- Genre: Talk show
- Created by: Joaquin Blaya
- Presented by: Pedro Sevcec
- Theme music composer: Omar Marchant
- Country of origin: United States
- Original language: Spanish
- No. of seasons: 5

Production
- Production locations: Raleigh Studios Hollywood, California, United States
- Running time: 60 minutes

Original release
- Network: Telemundo
- Release: 1994 – 1999

= Sevcec =

Sevcec is a Spanish-language talk show, hosted by journalist Pedro Sevcec and broadcast by Telemundo from 1994 until 1999. It aired weekdays at 4:00 p.m. from 1994 through 1998 and at 2:00 p.m from 1998-1999 Eastern Time.

==Broadcast history==
The show was created in 1994 by Telemundo's then-president Joaquin Blaya, who also helped create the Cristina show during his years as president of rival network Univision.
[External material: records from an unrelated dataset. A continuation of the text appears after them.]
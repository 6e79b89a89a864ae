use std::future::Future;

use article_datastore::{ArticleDraft, EditorFeedback, InterviewTranscript};
use serde::Serialize;

use crate::error::GatewayError;

/// The three role-specific capabilities of the language-model provider.
///
/// Implementations report transport failures as [`GatewayError::Provider`]
/// and malformed structured output as [`GatewayError::SchemaValidation`].
/// Retrying is the caller's concern.
pub trait AgentGateway {
    /// Next interviewer utterance given the conversation so far.
    fn produce_interview_turn(
        &self,
        context: &InterviewContext,
        transcript: &InterviewTranscript,
    ) -> impl Future<Output = Result<String, GatewayError>> + Send;

    fn produce_draft(
        &self,
        request: &DraftRequest<'_>,
    ) -> impl Future<Output = Result<ArticleDraft, GatewayError>> + Send;

    fn produce_feedback(
        &self,
        draft: &ArticleDraft,
    ) -> impl Future<Output = Result<EditorFeedback, GatewayError>> + Send;
}

/// Everything the Writer sees for one iteration. Only the immediately
/// preceding draft and its feedback are carried.
#[derive(Debug, Clone, Serialize)]
pub struct DraftRequest<'a> {
    pub topic: &'a str,
    pub target_audience: &'a str,
    pub version: u32,
    pub transcript: &'a InterviewTranscript,
    pub prior_draft: Option<&'a ArticleDraft>,
    pub prior_feedback: Option<&'a EditorFeedback>,
}

#[derive(Debug, Clone, Copy, PartialEq, Eq, Serialize)]
#[serde(rename_all = "snake_case")]
pub enum InterviewPhase {
    Introduction,
    Main,
    Closing,
    /// Closing remarks once the question limit is reached. Not a question.
    Farewell,
}

impl InterviewPhase {
    const MAIN_FROM: u32 = 2;
    const CLOSING_FROM: u32 = 6;

    /// Introduction for the first two questions, main until six, closing afterwards.
    pub fn for_progress(questions_asked: u32) -> Self {
        if questions_asked >= Self::CLOSING_FROM {
            InterviewPhase::Closing
        } else if questions_asked >= Self::MAIN_FROM {
            InterviewPhase::Main
        } else {
            InterviewPhase::Introduction
        }
    }

    pub fn as_str(&self) -> &'static str {
        match self {
            InterviewPhase::Introduction => "introduction",
            InterviewPhase::Main => "main",
            InterviewPhase::Closing => "closing",
            InterviewPhase::Farewell => "farewell",
        }
    }
}

#[derive(Debug, Clone, PartialEq, Eq, Serialize)]
pub struct InterviewContext {
    pub topic: String,
    pub phase: InterviewPhase,
    pub questions_asked: u32,
}

#[cfg(test)]
mod tests {
    use super::*;

    #[test]
    fn test_phase_follows_question_count() {
        let phases: Vec<_> = (0..=8).map(InterviewPhase::for_progress).collect();
        assert_eq!(
            phases,
            vec![
                InterviewPhase::Introduction,
                InterviewPhase::Introduction,
                InterviewPhase::Main,
                InterviewPhase::Main,
                InterviewPhase::Main,
                InterviewPhase::Main,
                InterviewPhase::Closing,
                InterviewPhase::Closing,
                InterviewPhase::Closing,
            ]
        );
    }

    #[test]
    fn test_phase_is_independent_of_question_limit() {
        assert_eq!(InterviewPhase::for_progress(0), InterviewPhase::Introduction);
        assert_eq!(InterviewPhase::for_progress(9), InterviewPhase::Closing);
        assert_eq!(
            serde_json::to_value(InterviewPhase::Farewell).unwrap(),
            serde_json::json!("farewell")
        );
    }
}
Pedro Sevcec, who at the time was a co-anchor and reporter for Ocurrió Así, was selected to host and the show was titled Sevcec after his last name. It was the first American Spanish-language talk show to have a male host, with Sevcec being dubbed the "Latin Phil Donahue".

The show became a success, taping over 1,200 episodes and winning seven Emmy Awards. However, with the show being up against the long-running Cristina in the 4:00 p.m. timeslot, Sevcecs ratings began to decline and it was cancelled in 1999. Laura en America took over the timeslot upon its arrival to the network that year.